Opening lines of communication between Sales, Marketing, and Support will help your sales reps and marketing personnel gain a better understanding of the problems your support team faces every single day, which in turn can help surface new ideas and innovative solutions.

Investing in Support Drives Revenue

There’s no other way to put it: The more effort and resources you devote to providing top-tier customer support, the happier your customers will be—and your revenues will likely increase alongside your customers’ happiness.

Happy Customers Are Loyal Customers

There are few customer retention strategies more potent than doing everything in your power to make your customers as happy as you can. Why? Because the decision to patronize one company over another isn’t a logical decision—it’s an emotional decision. And, whether positive or negative, your frontline support staff is often the source of that emotion.
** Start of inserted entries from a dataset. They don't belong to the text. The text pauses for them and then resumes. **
//! Notification hook for events an operator should hear about.
//!
//! The services call [`Notifier::notify`] synchronously from their loops, so
//! implementations must return quickly (hand off to a channel if delivery
//! is slow).

use meridian_core::{ConflictState, PowerState, Winner};
use serde::Serialize;
use tracing::{info, warn};

#[derive(Debug, Clone, PartialEq, Serialize)]
#[serde(tag = "type", rename_all = "snake_case")]
pub enum Notification {
    /// A conflict was detected and written to the audit log.
    ConflictRecorded {
        table: String,
        record_id: String,
        winner: Option<Winner>,
        state: ConflictState,
    },
    /// A conflict exhausted its automatic retries and needs manual review.
    ConflictUnresolved {
        table: String,
        record_id: String,
        reason: String,
    },
    /// Interrupted transactions were found at startup.
    RecoveryPending { count: usize },
    NetworkUnavailable {
        consecutive_failures: u32,
        message: String,
    },
    SafeModeEntered { power_state: PowerState },
    SafeModeExited { flushed_jobs: usize },
    /// A journal entry will not be retried again.
    DeadLettered { seq: i64, reason: String },
}

pub trait Notifier: Send + Sync {
    fn notify(&self, notification: &Notification);
}

/// Drops every notification.
pub struct NoOpNotifier;

impl Notifier for NoOpNotifier {
    fn notify(&self, _notification: &Notification) {}
}

/// Writes notifications to the log.
pub struct TracingNotifier;

impl Notifier for TracingNotifier {
    fn notify(&self, notification: &Notification) {
        match notification {
            Notification::ConflictRecorded {
                table,
                record_id,
                winner,
                state,
            } => info!(%table, %record_id, ?winner, ?state, "Conflict recorded"),
            Notification::ConflictUnresolved {
                table,
                record_id,
                reason,
            } => warn!(%table, %record_id, %reason, "Conflict needs manual review"),
            Notification::RecoveryPending { count } => {
                warn!(count, "Interrupted transactions awaiting recovery")
            }
            Notification::NetworkUnavailable {
                consecutive_failures,
                message,
            } => warn!(consecutive_failures, %message, "Authoritative terminal unreachable"),
            Notification::SafeModeEntered { power_state } => {
                warn!(%power_state, "Safe mode entered")
            }
            Notification::SafeModeExited { flushed_jobs } => {
                info!(flushed_jobs, "Safe mode exited")
            }
            Notification::DeadLettered { seq, reason } => {
                warn!(seq, %reason, "Journal entry dead-lettered")
            }
        }
    }
}

#[cfg(test)]
mod tests {
    use super::*;

    #[test]
    fn test_notification_serializes_with_tag() {
        let value = serde_json::to_value(Notification::RecoveryPending { count: 2 }).unwrap();
        assert_eq!(value["type"], "recovery_pending");
        assert_eq!(value["count"], 2);
    }

    #[test]
    fn test_builtin_notifiers_accept_everything() {
        let n = Notification::SafeModeEntered {
            power_state: PowerState::Critical,
        };
        NoOpNotifier.notify(&n);
        TracingNotifier.notify(&n);
    }
}
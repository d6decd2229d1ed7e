//! # Validation Module
//!
//! Input validation for terminal registration and resilience settings.
//!
//! ## Validation Strategy
//! ```text
//! ┌─────────────────────────────────────────────────────────────────────────┐
//! │  Layer 1: Config load / registration call (this module)                │
//! │  ├── Names, addresses, fingerprints                                    │
//! │  └── Threshold ordering                                                │
//! │           │                                                             │
//! │           ▼                                                             │
//! │  Layer 2: Database (SQLite)                                            │
//! │  ├── CHECK constraints on status columns                               │
//! │  ├── UNIQUE fingerprint among active terminals                         │
//! │  └── At most one active authoritative terminal                         │
//! └─────────────────────────────────────────────────────────────────────────┘
//! ```

use crate::error::ValidationError;
use crate::power::PowerThresholds;
use crate::record::tables;
use crate::terminal::TerminalRegistration;

/// Result type for validation operations.
pub type ValidationResult<T> = Result<T, ValidationError>;

const MAX_DISPLAY_NAME_LEN: usize = 100;
const MAX_FINGERPRINT_LEN: usize = 256;

/// Validates a terminal display name.
///
/// ## Example
/// ```rust
/// use meridian_core::validation::validate_display_name;
///
/// assert!(validate_display_name("Register 1").is_ok());
/// assert!(validate_display_name("  ").is_err());
/// ```
pub fn validate_display_name(name: &str) -> ValidationResult<()> {
    let name = name.trim();

    if name.is_empty() {
        return Err(ValidationError::Required {
            field: "display_name".to_string(),
        });
    }

    if name.chars().count() > MAX_DISPLAY_NAME_LEN {
        return Err(ValidationError::TooLong {
            field: "display_name".to_string(),
            max: MAX_DISPLAY_NAME_LEN,
        });
    }

    Ok(())
}

/// Validates a `host:port` address.
///
/// ## Rules
/// - Host must not be empty
/// - Port must be a number in 1..=65535
/// - IPv6 literals must be bracketed (`[::1]:5000`)
pub fn validate_address(address: &str) -> ValidationResult<()> {
    let invalid = |reason: &str| ValidationError::InvalidFormat {
        field: "address".to_string(),
        reason: reason.to_string(),
    };

    let (host, port) = address
        .trim()
        .rsplit_once(':')
        .ok_or_else(|| invalid("expected host:port"))?;

    if host.is_empty() || host == "[]" {
        return Err(invalid("host is empty"));
    }

    if host.contains(':') && !(host.starts_with('[') && host.ends_with(']')) {
        return Err(invalid("IPv6 hosts must be bracketed"));
    }

    match port.parse::<u16>() {
        Ok(0) | Err(_) => Err(invalid("port must be between 1 and 65535")),
        Ok(_) => Ok(()),
    }
}

pub fn validate_fingerprint(fingerprint: &str) -> ValidationResult<()> {
    let fingerprint = fingerprint.trim();

    if fingerprint.is_empty() {
        return Err(ValidationError::Required {
            field: "hardware_fingerprint".to_string(),
        });
    }

    if fingerprint.len() > MAX_FINGERPRINT_LEN {
        return Err(ValidationError::TooLong {
            field: "hardware_fingerprint".to_string(),
            max: MAX_FINGERPRINT_LEN,
        });
    }

    Ok(())
}

/// Validates everything a terminal presents when registering.
pub fn validate_registration(reg: &TerminalRegistration) -> ValidationResult<()> {
    validate_display_name(&reg.display_name)?;
    validate_fingerprint(&reg.hardware_fingerprint)?;
    if let Some(ref address) = reg.address {
        validate_address(address)?;
    }
    Ok(())
}

/// Critical must sit strictly below low, and both within 1..=100.
pub fn validate_thresholds(thresholds: PowerThresholds) -> ValidationResult<()> {
    for (field, value) in [("low_threshold", thresholds.low), ("critical_threshold", thresholds.critical)] {
        if value == 0 || value > 100 {
            return Err(ValidationError::OutOfRange {
                field: field.to_string(),
                min: 1,
                max: 100,
            });
        }
    }

    if thresholds.critical >= thresholds.low {
        return Err(ValidationError::InvalidFormat {
            field: "critical_threshold".to_string(),
            reason: format!(
                "must be below low_threshold ({} >= {})",
                thresholds.critical, thresholds.low
            ),
        });
    }

    Ok(())
}

pub fn validate_table_name(table: &str) -> ValidationResult<()> {
    if tables::is_known(table) {
        Ok(())
    } else {
        Err(ValidationError::InvalidFormat {
            field: "table".to_string(),
            reason: format!("'{}' is not a synchronized table", table),
        })
    }
}

#[cfg(test)]
mod tests {
    use super::*;
    use crate::terminal::TerminalRole;

    #[test]
    fn test_validate_address() {
        assert!(validate_address("192.168.1.10:5000").is_ok());
        assert!(validate_address("till-01.local:8000").is_ok());
        assert!(validate_address("[fe80::1]:5000").is_ok());

        assert!(validate_address("192.168.1.10").is_err());
        assert!(validate_address(":5000").is_err());
        assert!(validate_address("host:0").is_err());
        assert!(validate_address("host:99999").is_err());
        assert!(validate_address("fe80::1:5000").is_err());
    }

    #[test]
    fn test_validate_thresholds() {
        assert!(validate_thresholds(PowerThresholds::default()).is_ok());
        assert!(validate_thresholds(PowerThresholds { low: 10, critical: 10 }).is_err());
        assert!(validate_thresholds(PowerThresholds { low: 0, critical: 0 }).is_err());
        assert!(validate_thresholds(PowerThresholds { low: 120, critical: 10 }).is_err());
    }

    #[test]
    fn test_validate_registration() {
        let mut reg = TerminalRegistration {
            terminal_id: None,
            display_name: "Register 2".into(),
            role: TerminalRole::Satellite,
            address: Some("10.0.0.12:5000".into()),
            hardware_fingerprint: "a1b2c3".into(),
            app_version: Some("1.4.0".into()),
        };
        assert!(validate_registration(&reg).is_ok());

        reg.hardware_fingerprint = " ".into();
        assert_eq!(
            validate_registration(&reg),
            Err(ValidationError::Required {
                field: "hardware_fingerprint".into()
            })
        );
    }

    #[test]
    fn test_validate_table_name() {
        assert!(validate_table_name("products").is_ok());
        assert!(validate_table_name("users").is_err());
    }
}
Great customer support experiences create positive emotions that result in happier, more loyal customers. This isn’t just important in terms of customer retention; it can be a valuable asset in attracting new business:

  • According to American Express, happy, satisfied customers tell an average of nine people about their positive experiences with a company or brand.
  • Data from Right Now suggests that 73% of customers say friendly, helpful support staff can make them fall in love with a brand.

This is all well and good, but that door swings both ways:

  • According to Right Now, 82% of customers have abandoned a company or brand due to a negative support experience.
  • Approximately 67% of consumers cite bad experiences as the primary reason for churn.

Loyal Customers Spend More

It’s no secret that consumers who spend longer in a retail store are significantly more likely to spend more than in-and-out customers. This can be explained, in part, by inertia; it’s harder to stop doing something once we’ve gotten started. Fortunately, this principle also applies to users of SaaS products.

Once a customer has a positive association with a brand—whether physical or virtual—they’re much more likely to spend more:

  • According to Temkin Group, 86% of consumers who have a positive interaction with a brand are likely to repurchase from that business.
  • Data from Medallia, a provider of customer-experience software, suggests that customers who report the best experiences with brands spend approximately 2.4x more annually than customers who report negative experiences.

Investing in Support Is Investing In Your Business

For far too long, customer support has been seen as an add-on, rather than an essential component of a business’s retention strategies. It’s only in the past few years that companies have begun to rethink their relationship with support teams and recognize superior support as a key differentiator in an increasingly crowded marketplace.

That’s why it’s crucial to empower your support team internally. That means facilitating communication between departments, helping employees work together toward shared objectives, and solving problems creatively by inviting everyone to participate.

Support teams can’t do their job without support. That means not only investing in new technologies but also securing buy-in across the entire company and making superior support a core part of everything you do as a business.